A good death is peaceful, and as hard as it was to let go, I believe we did the right thing for Milo. But in these last days, I have struggled to know whether it was time. I knew things were challenging for our pup, and I gladly carried him up the stairs at bedtime, down again in the morning. How long could he hold on – with our help?

What our dog had was the present moment. He did not understand that the discomfort he was feeling was a large tumor. He did not realize why we were trying so hard to get him to eat the supplements and pain relievers along with his breakfast. Milo did not know to do anything other than what felt right.

Vina Kay

Vina Kay

I remembered my father’s last days and how until the end, he fought for life. At one point in that week he asked the doctor about the possibility of a lung transplant. Not a realistic option, we all knew, but he asked anyway. He wanted to keep living. It was us who said no to the ventilator when that time came.

Death is a community project, at least in our human world. We decide with and for each other, and weigh decisions together more than the idea of human autonomy might wish. Our vet said that in the wild, a sick animal would go off on its own to die, walking quietly out of this world. Would Milo have wanted that? Perhaps, but here where our human-dog worlds intersect, we could not have it that way.

So this is how we do it. Milo did step lightly out of this world, leaving just a red collar and a leash and our sad hearts.

A friend told me that months later, her husband came down the stairs calling for their dog. I expect to be calling and looking for Milo for a long time. After my father died, I did just that and still do. We are human, we do not step so lightly, and we are reluctant to let go.

This poem I wrote for my father now seems also for my dog.

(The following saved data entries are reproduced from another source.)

//! Simulator configuration

use crate::error::{Result, SimulatorError};
use crate::remap::BitOrder;
use nisq_state::sampling::DEFAULT_NEGATIVE_MASS_TOLERANCE;
use nisq_state::{LiftingStrategy, DEFAULT_PARALLEL_THRESHOLD};

/// Configuration for the noisy simulator
#[derive(Debug, Clone, PartialEq)]
pub struct SimulatorConfig {
    /// Random number generator seed for reproducibility
    ///
    /// If None, the sampler is seeded from system entropy.
    ///
    /// Default: None (random)
    pub seed: Option<u64>,

    /// Follow every gate with its calibrated bit-flip error
    ///
    /// Default: true
    pub apply_gate_errors: bool,

    /// Apply T1/T2 decoherence to idle qubits
    ///
    /// Default: true
    pub apply_decoherence: bool,

    /// How local operators are applied to the density matrix
    ///
    /// Default: [`LiftingStrategy::Contraction`]
    pub lifting: LiftingStrategy,

    /// Character order of reported bitstrings
    ///
    /// Default: [`BitOrder::LittleEndian`] (logical qubit 0 rightmost)
    pub bit_order: BitOrder,

    /// Trace drift logged as a warning after a step
    ///
    /// Default: 1e-9
    pub trace_tolerance: f64,

    /// Negative diagonal mass tolerated before sampling fails
    ///
    /// Default: 1e-6
    pub negative_mass_tolerance: f64,

    /// Log progress every this many gates; 0 disables progress logging
    ///
    /// Default: 1000
    pub progress_interval: usize,

    /// Minimum number of qubits to split contraction work across threads
    ///
    /// Default: 7
    pub parallel_threshold: usize,
}

impl Default for SimulatorConfig {
    fn default() -> Self {
        Self {
            seed: None,
            apply_gate_errors: true,
            apply_decoherence: true,
            lifting: LiftingStrategy::default(),
            bit_order: BitOrder::default(),
            trace_tolerance: 1e-9,
            negative_mass_tolerance: DEFAULT_NEGATIVE_MASS_TOLERANCE,
            progress_interval: 1000,
            parallel_threshold: DEFAULT_PARALLEL_THRESHOLD,
        }
    }
}

impl SimulatorConfig {
    pub fn new() -> Self {
        Self::default()
    }

    /// Noise-free evolution: no gate errors, no idle decoherence
    pub fn ideal() -> Self {
        Self {
            apply_gate_errors: false,
            apply_decoherence: false,
            ..Default::default()
        }
    }

    /// Create a configuration for debugging
    ///
    /// - Deterministic seed
    /// - Progress logged after every gate
    /// - Explicit Kronecker lifting
    pub fn debug() -> Self {
        Self {
            seed: Some(42),
            progress_interval: 1,
            lifting: LiftingStrategy::Kronecker,
            ..Default::default()
        }
    }

    /// Set the random seed for deterministic sampling
    pub fn with_seed(mut self, seed: u64) -> Self {
        self.seed = Some(seed);
        self
    }

    pub fn with_gate_errors(mut self, enabled: bool) -> Self {
        self.apply_gate_errors = enabled;
        self
    }

    pub fn with_decoherence(mut self, enabled: bool) -> Self {
        self.apply_decoherence = enabled;
        self
    }

    pub fn with_lifting(mut self, lifting: LiftingStrategy) -> Self {
        self.lifting = lifting;
        self
    }

    pub fn with_bit_order(mut self, bit_order: BitOrder) -> Self {
        self.bit_order = bit_order;
        self
    }

    pub fn with_trace_tolerance(mut self, tolerance: f64) -> Self {
        self.trace_tolerance = tolerance;
        self
    }

    pub fn with_negative_mass_tolerance(mut self, tolerance: f64) -> Self {
        self.negative_mass_tolerance = tolerance;
        self
    }

    pub fn with_progress_interval(mut self, interval: usize) -> Self {
        self.progress_interval = interval;
        self
    }

    pub fn with_parallel_threshold(mut self, num_qubits: usize) -> Self {
        self.parallel_threshold = num_qubits;
        self
    }

    /// Validate the configuration
    ///
    /// # Errors
    /// Returns [`SimulatorError::InvalidConfig`] for a negative or NaN tolerance
    pub fn validate(&self) -> Result<()> {
        for (name, value) in [
            ("trace_tolerance", self.trace_tolerance),
            ("negative_mass_tolerance", self.negative_mass_tolerance),
        ] {
            if !(value >= 0.0) {
                return Err(SimulatorError::InvalidConfig(format!(
                    "{} must be non-negative, got {}",
                    name, value
                )));
            }
        }
        Ok(())
    }
}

I knew it would end somewhere,

and watching you go, without me,

I could only imagine the place.

Might it be thin and cottony,

gauzy fabric waving in the

air, brushing me softly as

I pass next to it?  Or does

it blow invisibly, like wind,

bending the black trees at

Storm Point?  Is it in the

mysterious power of water?

Walking along the beach, I

have felt the push and

pull of life and death.  Shells

of crabs wash up on shore,

and the bodies of thousands

have melted into ocean water,

while tiny particles of life

swirl about in the dark below.

Is that where you are, moving

easily in a world where

living and dead coexist?  Or

are you in my dream from

last night, in a sunlit world,

going home?  I do not have

the answer.  So this is where

it rests:  in the life I keep

living, while feeling the mystery

of death brush by in the wind.

You cannot take me with you,

and so I let go.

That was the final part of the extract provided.